- [WHAT THE EXERCISE ASKS] Below are the records. Transcribe them exactly.

- [Saved data entries]
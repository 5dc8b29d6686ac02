use tracing::debug;

use crate::spectrometer::common::error::Result;
use crate::spectrometer::image::types::{CropBox, Rgb, RgbImageData, CHANNELS};

impl RgbImageData {
    /// Copies the region inside `crop` into a new image. Boxes that are
    /// inverted or reach past the image are rejected, never clamped.
    pub fn crop(&self, crop: &CropBox) -> Result<RgbImageData> {
        crop.validate(self.width, self.height)?;

        let (left, top) = (crop.left as usize, crop.top as usize);
        let (width, height) = (crop.width() as usize, crop.height() as usize);
        let row_bytes = width * CHANNELS;

        let mut data = Vec::with_capacity(row_bytes * height);
        for y in top..top + height {
            let start = (y * self.width + left) * CHANNELS;
            data.extend_from_slice(&self.data[start..start + row_bytes]);
        }

        debug!(?crop, width, height, "Cropped image");
        Ok(RgbImageData { width, height, data })
    }

    /// Rotates counter-clockwise by `degrees` about the image centre, keeping
    /// the canvas size. Nearest-neighbour sampling; uncovered pixels are black.
    pub fn rotate(&self, degrees: f64) -> RgbImageData {
        if degrees.rem_euclid(360.0) == 0.0 || self.is_empty() {
            return self.clone();
        }

        let (sin, cos) = degrees.to_radians().sin_cos();
        let cx = self.width as f64 / 2.0;
        let cy = self.height as f64 / 2.0;

        RgbImageData::from_fn(self.width, self.height, |x, y| {
            let ox = x as f64 + 0.5 - cx;
            let oy = y as f64 + 0.5 - cy;
            let sx = (cx + ox * cos - oy * sin).floor();
            let sy = (cy + ox * sin + oy * cos).floor();
            if sx < 0.0 || sy < 0.0 || sx >= self.width as f64 || sy >= self.height as f64 {
                Rgb::BLACK
            } else {
                self.pixel(sx as usize, sy as usize)
            }
        })
    }

    pub fn resize_nearest(&self, width: usize, height: usize) -> RgbImageData {
        if self.is_empty() {
            return RgbImageData::filled(width, height, Rgb::BLACK);
        }
        RgbImageData::from_fn(width, height, |x, y| {
            self.pixel(x * self.width / width, y * self.height / height)
        })
    }
}
//! Two-column CSV form of a spectrum trace.

use std::io::{BufRead, Write};

use crate::spectrometer::common::error::{Result, SpectroError};
use crate::spectrometer::extraction::{SpectrumPoint, SpectrumTrace};

pub const CSV_HEADER: &str = "Wavelength,Intensity";

/// One row per trace point in trace order. Values use the shortest decimal
/// form that parses back to the same `f64`.
pub fn write_trace_csv<W: Write>(trace: &SpectrumTrace, mut output: W) -> Result<()> {
    writeln!(output, "{}", CSV_HEADER)?;
    for point in trace.points() {
        writeln!(output, "{},{}", point.wavelength, point.intensity)?;
    }
    output.flush()?;
    Ok(())
}

pub fn read_trace_csv<R: BufRead>(input: R) -> Result<SpectrumTrace> {
    let mut lines = input.lines();

    let header = lines.next().transpose()?.unwrap_or_default();
    if header.trim() != CSV_HEADER {
        return Err(SpectroError::DecodeError(format!("unexpected CSV header '{}'", header.trim())));
    }

    let mut points = Vec::new();
    for (row, line) in lines.enumerate() {
        let line = line?;
        if line.trim().is_empty() {
            continue;
        }
        let parse = |field: Option<&str>| {
            field
                .and_then(|f| f.trim().parse::<f64>().ok())
                .ok_or_else(|| SpectroError::DecodeError(format!("bad CSV row {}: '{}'", row + 2, line)))
        };
        let mut cols = line.split(',');
        let wavelength = parse(cols.next())?;
        let intensity = parse(cols.next())?;
        points.push(SpectrumPoint { wavelength, intensity });
    }

    Ok(SpectrumTrace::new(points))
}
pub use tracing::{debug, error, info, warn, trace, instrument};
use tracing_subscriber::prelude::*;
use tracing_subscriber::{EnvFilter, fmt::{self, format::FmtSpan}};

/// Installs the global subscriber. `RUST_LOG` wins over `default_level`.
pub fn init(default_level: &str) {
    let env_filter = EnvFilter::try_from_default_env()
        .unwrap_or_else(|_| EnvFilter::new(default_level));

    let is_debug = env_filter.to_string().contains("debug") ||
                   std::env::var("RUST_LOG").unwrap_or_default().contains("debug");

    let fmt_layer = fmt::layer()
        .with_target(false)
        .with_timer(fmt::time::uptime())
        .with_span_events(if is_debug {
            FmtSpan::CLOSE
        } else {
            FmtSpan::NONE
        });

    // A second init (tests, embedding) keeps the first subscriber.
    let _ = tracing_subscriber::registry()
        .with(env_filter)
        .with(fmt_layer)
        .try_init();
}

- [SOLVED PROBLEM]
repository 5dc8b29d6686ac02
use tracing::debug;

use crate::spectrometer::common::error::Result;
use crate::spectrometer::image::types::{CropBox, Rgb, RgbImageData, CHANNELS};

impl RgbImageData {
    /// Copies the region inside `crop` into a new image. Boxes that are
    /// inverted or reach past the image are rejected, never clamped.
    pub fn crop(&self, crop: &CropBox) -> Result<RgbImageData> {
        crop.validate(self.width, self.height)?;

        let (left, top) = (crop.left as usize, crop.top as usize);
        let (width, height) = (crop.width() as usize, crop.height() as usize);
        let row_bytes = width * CHANNELS;

        let mut data = Vec::with_capacity(row_bytes * height);
        for y in top..top + height {
            let start = (y * self.width + left) * CHANNELS;
            data.extend_from_slice(&self.data[start..start + row_bytes]);
        }

        debug!(?crop, width, height, "Cropped image");
        Ok(RgbImageData { width, height, data })
    }

    /// Rotates counter-clockwise by `degrees` about the image centre, keeping
    /// the canvas size. Nearest-neighbour sampling; uncovered pixels are black.
    pub fn rotate(&self, degrees: f64) -> RgbImageData {
        if degrees.rem_euclid(360.0) == 0.0 || self.is_empty() {
            return self.clone();
        }

        let (sin, cos) = degrees.to_radians().sin_cos();
        let cx = self.width as f64 / 2.0;
        let cy = self.height as f64 / 2.0;

        RgbImageData::from_fn(self.width, self.height, |x, y| {
            let ox = x as f64 + 0.5 - cx;
            let oy = y as f64 + 0.5 - cy;
            let sx = (cx + ox * cos - oy * sin).floor();
            let sy = (cy + ox * sin + oy * cos).floor();
            if sx < 0.0 || sy < 0.0 || sx >= self.width as f64 || sy >= self.height as f64 {
                Rgb::BLACK
            } else {
                self.pixel(sx as usize, sy as usize)
            }
        })
    }

    pub fn resize_nearest(&self, width: usize, height: usize) -> RgbImageData {
        if self.is_empty() {
            return RgbImageData::filled(width, height, Rgb::BLACK);
        }
        RgbImageData::from_fn(width, height, |x, y| {
            self.pixel(x * self.width / width, y * self.height / height)
        })
    }
}
//! Two-column CSV form of a spectrum trace.

use std::io::{BufRead, Write};

use crate::spectrometer::common::error::{Result, SpectroError};
use crate::spectrometer::extraction::{SpectrumPoint, SpectrumTrace};

pub const CSV_HEADER: &str = "Wavelength,Intensity";

/// One row per trace point in trace order. Values use the shortest decimal
/// form that parses back to the same `f64`.
pub fn write_trace_csv<W: Write>(trace: &SpectrumTrace, mut output: W) -> Result<()> {
    writeln!(output, "{}", CSV_HEADER)?;
    for point in trace.points() {
        writeln!(output, "{},{}", point.wavelength, point.intensity)?;
    }
    output.flush()?;
    Ok(())
}

pub fn read_trace_csv<R: BufRead>(input: R) -> Result<SpectrumTrace> {
    let mut lines = input.lines();

    let header = lines.next().transpose()?.unwrap_or_default();
    if header.trim() != CSV_HEADER {
        return Err(SpectroError::DecodeError(format!("unexpected CSV header '{}'", header.trim())));
    }

    let mut points = Vec::new();
    for (row, line) in lines.enumerate() {
        let line = line?;
        if line.trim().is_empty() {
            continue;
        }
        let parse = |field: Option<&str>| {
            field
                .and_then(|f| f.trim().parse::<f64>().ok())
                .ok_or_else(|| SpectroError::DecodeError(format!("bad CSV row {}: '{}'", row + 2, line)))
        };
        let mut cols = line.split(',');
        let wavelength = parse(cols.next())?;
        let intensity = parse(cols.next())?;
        points.push(SpectrumPoint { wavelength, intensity });
    }

    Ok(SpectrumTrace::new(points))
}
pub use tracing::{debug, error, info, warn, trace, instrument};
use tracing_subscriber::prelude::*;
use tracing_subscriber::{EnvFilter, fmt::{self, format::FmtSpan}};

/// Installs the global subscriber. `RUST_LOG` wins over `default_level`.
pub fn init(default_level: &str) {
    let env_filter = EnvFilter::try_from_default_env()
        .unwrap_or_else(|_| EnvFilter::new(default_level));

    let is_debug = env_filter.to_string().contains("debug") ||
                   std::env::var("RUST_LOG").unwrap_or_default().contains("debug");

    let fmt_layer = fmt::layer()
        .with_target(false)
        .with_timer(fmt::time::uptime())
        .with_span_events(if is_debug {
            FmtSpan::CLOSE
        } else {
            FmtSpan::NONE
        });

    // A second init (tests, embedding) keeps the first subscriber.
    let _ = tracing_subscriber::registry()
        .with(env_filter)
        .with(fmt_layer)
        .try_init();
}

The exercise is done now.